Common symptoms of sickle cell anemia:
- Chronic Anemia
- Weak and tired
- Swelling of the hands and feet because of blood vessels obstructed
- Yellow eyes, skin, and lips
- Late growth
- Severe pain in the chest, abdominal area, joints and bones, which can last for a matter of hours to weekly
- Experiencing impaired vision
- Recurrent infections in infants.
Sickle cell anemia is a hereditary or genetic illness. Even so, the symptoms of new sickle cell anemia will appear when the baby is about five months old.
There may be some signs and symptoms not mentioned above. If you feel worried about a symptom that your child is experiencing, please consult a physician.
Sickle Cell Anemia Diagnosis
Many checks are required to ensure diagnosis and notice of complications.
Interview and Physical examination
In the early stages, the doctor will conduct a full interview and thorough physical examination of the sufferer.
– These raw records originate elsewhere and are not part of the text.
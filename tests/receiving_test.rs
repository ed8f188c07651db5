mod common;

use axum::http::{Method, StatusCode};
use kiosk_inventory_api::entities::lot;
use rust_decimal_macros::dec;
use sea_orm::{ColumnTrait, EntityTrait, QueryFilter};
use serde_json::json;
use uuid::Uuid;

use common::{decimal, response_json, TestApp};

#[tokio::test]
async fn batch_creates_one_movement_per_item_without_merging() {
    let app = TestApp::new().await;
    let product = app.seed_product("Juice").await;
    let location = app.seed_location("Warehouse").await;

    let response = app
        .post(
            "/inventory/receive",
            json!({
                "locationId": location.id,
                "reference": "PO-77",
                "notes": "morning delivery",
                "items": [
                    { "productId": product.id, "quantity": "6", "lotCode": "J-1" },
                    { "productId": product.id, "quantity": "4", "lotCode": "J-1" }
                ]
            }),
        )
        .await;
    assert_eq!(response.status(), StatusCode::CREATED);
    let body = response_json(response).await;

    let movements = body["movements"].as_array().unwrap();
    assert_eq!(movements.len(), 2);
    for movement in movements {
        assert_eq!(movement["reference"], "PO-77");
        assert_eq!(movement["reason"], "morning delivery");
        assert_eq!(movement["locationId"], location.id.to_string());
    }
    // Same product and lot code resolves to one lot.
    assert_eq!(body["lots"][0]["id"], body["lots"][1]["id"]);
    assert_eq!(app.cached_stock(product.id).await, dec!(10));
    assert_eq!(app.movement_count(product.id).await, 2);
}

#[tokio::test]
async fn missing_products_are_listed_and_nothing_is_written() {
    let app = TestApp::new().await;
    let known = app.seed_product("Known").await;
    let ghost_a = Uuid::new_v4();
    let ghost_b = Uuid::new_v4();

    let response = app
        .post(
            "/inventory/receive",
            json!({
                "items": [
                    { "productId": ghost_a, "quantity": "1" },
                    { "productId": known.id, "quantity": "2" },
                    { "productId": ghost_b, "quantity": "3" }
                ]
            }),
        )
        .await;
    assert_eq!(response.status(), StatusCode::NOT_FOUND);
    let body = response_json(response).await;
    assert_eq!(body["code"], "missing_products");
    assert_eq!(
        body["details"]["missing"],
        json!([ghost_a.to_string(), ghost_b.to_string()])
    );

    assert_eq!(app.movement_count(known.id).await, 0);
    assert_eq!(app.cached_stock(known.id).await, dec!(0));
}

#[tokio::test]
async fn generated_lot_codes_use_receipt_prefix() {
    let app = TestApp::new().await;
    let product = app.seed_product("Bread").await;

    let response = app
        .post(
            "/inventory/receive",
            json!({ "items": [{ "productId": product.id, "quantity": "1.5" }] }),
        )
        .await;
    assert_eq!(response.status(), StatusCode::CREATED);
    let body = response_json(response).await;

    let code = body["lots"][0]["lotCode"].as_str().unwrap();
    assert!(code.starts_with("RCV-"), "unexpected lot code {code}");
    assert_eq!(code.len(), "RCV-".len() + 8);
    assert!(body["movements"][0]["locationId"].is_null());
    assert_eq!(decimal(&body["movements"][0]["quantity"]), dec!(1.5));
}

#[tokio::test]
async fn existing_lot_expiry_is_overwritten() {
    let app = TestApp::new().await;
    let product = app.seed_product("Yogurt").await;
    let seeded = app.seed_lot(product.id, "Y-9").await;

    let response = app
        .post(
            "/inventory/receive",
            json!({
                "items": [{
                    "productId": product.id,
                    "quantity": "12",
                    "lotCode": "Y-9",
                    "expiresOn": "2031-03-01"
                }]
            }),
        )
        .await;
    assert_eq!(response.status(), StatusCode::CREATED);
    let body = response_json(response).await;
    assert_eq!(body["lots"][0]["id"], seeded.id.to_string());

    let lots = lot::Entity::find()
        .filter(lot::Column::ProductId.eq(product.id))
        .all(app.db())
        .await
        .unwrap();
    assert_eq!(lots.len(), 1);
    assert_eq!(
        lots[0].expires_on,
        chrono::NaiveDate::from_ymd_opt(2031, 3, 1)
    );
}

#[tokio::test]
async fn location_header_fills_missing_body_location() {
    let app = TestApp::new().await;
    let product = app.seed_product("Coffee").await;
    let location = app.seed_location("Cafe").await;
    let header = location.id.to_string();

    let response = app
        .request(
            Method::POST,
            "/inventory/receive",
            Some(json!({ "items": [{ "productId": product.id, "quantity": "3" }] })),
            &[("x-location-id", header.as_str())],
        )
        .await;
    assert_eq!(response.status(), StatusCode::CREATED);
    let body = response_json(response).await;
    assert_eq!(body["movements"][0]["locationId"], header);
}

#[tokio::test]
async fn empty_and_non_positive_batches_are_rejected() {
    let app = TestApp::new().await;
    let product = app.seed_product("Tea").await;

    let response = app.post("/inventory/receive", json!({ "items": [] })).await;
    assert_eq!(response.status(), StatusCode::BAD_REQUEST);

    let response = app
        .post(
            "/inventory/receive",
            json!({ "items": [{ "productId": product.id, "quantity": "-2" }] }),
        )
        .await;
    assert_eq!(response.status(), StatusCode::BAD_REQUEST);
    assert_eq!(app.movement_count(product.id).await, 0);
}

#[tokio::test]
async fn same_receipt_posted_twice_is_recorded_twice() {
    let app = TestApp::new().await;
    let product = app.seed_product("Water").await;
    let location = app.seed_location("Dock").await;
    let body = json!({
        "locationId": location.id,
        "reference": "PO-500",
        "items": [
            { "productId": product.id, "quantity": "8", "lotCode": "W-1" },
            { "productId": product.id, "quantity": "2.5", "lotCode": "W-2" }
        ]
    });

    for _ in 0..2 {
        let response = app.post("/inventory/receive", body.clone()).await;
        assert_eq!(response.status(), StatusCode::CREATED);
    }

    assert_eq!(app.movement_count(product.id).await, 4);
    assert_eq!(app.cached_stock(product.id).await, dec!(21));
    let response = app
        .get(&format!(
            "/inventory/stock-available?productId={}&locationId={}",
            product.id, location.id
        ))
        .await;
    assert_eq!(decimal(&response_json(response).await["available"]), dec!(21));
}

#[tokio::test]
async fn fractional_receipts_sum_exactly() {
    let app = TestApp::new().await;
    let product = app.seed_product("Sugar").await;
    let location = app.seed_location("Pantry").await;

    for quantity in ["0.1", "0.2", "999999999999.9999"] {
        let response = app
            .post(
                "/inventory/receive",
                json!({
                    "locationId": location.id,
                    "items": [{ "productId": product.id, "quantity": quantity }]
                }),
            )
            .await;
        assert_eq!(response.status(), StatusCode::CREATED);
    }

    let exact = dec!(1000000000000.2999);
    let response = app
        .get(&format!(
            "/inventory/stock-available?productId={}&locationId={}",
            product.id, location.id
        ))
        .await;
    assert_eq!(decimal(&response_json(response).await["available"]), exact);
    assert_eq!(app.cached_stock(product.id).await, exact);
}

#[tokio::test]
async fn quantities_finer_than_four_places_or_too_large_are_rejected() {
    let app = TestApp::new().await;
    let product = app.seed_product("Vanilla").await;

    for quantity in ["0.00001", "1.23456", "1234567890123.4567"] {
        let response = app
            .post(
                "/inventory/receive",
                json!({ "items": [{ "productId": product.id, "quantity": quantity }] }),
            )
            .await;
        assert_eq!(response.status(), StatusCode::BAD_REQUEST, "quantity {quantity}");
        assert_eq!(response_json(response).await["code"], "validation_error");
    }
    assert_eq!(app.movement_count(product.id).await, 0);
}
Then followed by laboratory examination in the form of hemoglobin, leukocytes, platelets, renal function (ureum, creatinine, and urine screening), liver function (SGOT, SGPT, and bilirubin), electrolytes, and oxygen saturation in the blood.
If it is suspected to have sickle-cell anemia from these examinations, then the next step is to make sure by conducting electrophoresis examination. The examination is done by taking the blood of the sufferer and then put in so that the electrophoresis to see what “ribbon” will appear.
If you get high levels of HbS, then it is certain that there is no sickle cell anemia.
To see the complications of sickle cell anemia, doctors will also ask for various radiological examinations such as:
The chest X-ray photo to see the condition of the lungs, especially when suspected that the sufferer experienced acute chest syndrome characterized by the severe chest pain and tightness.
CT-Scan to see any bone abnormalities caused by the death of many bone cells because the bone marrow is experiencing “fatigue “
Doppler ultrasonography to early detect stroke risk
Echocardiography to see the swelling of the heart and hypertension in the pulmonary veins.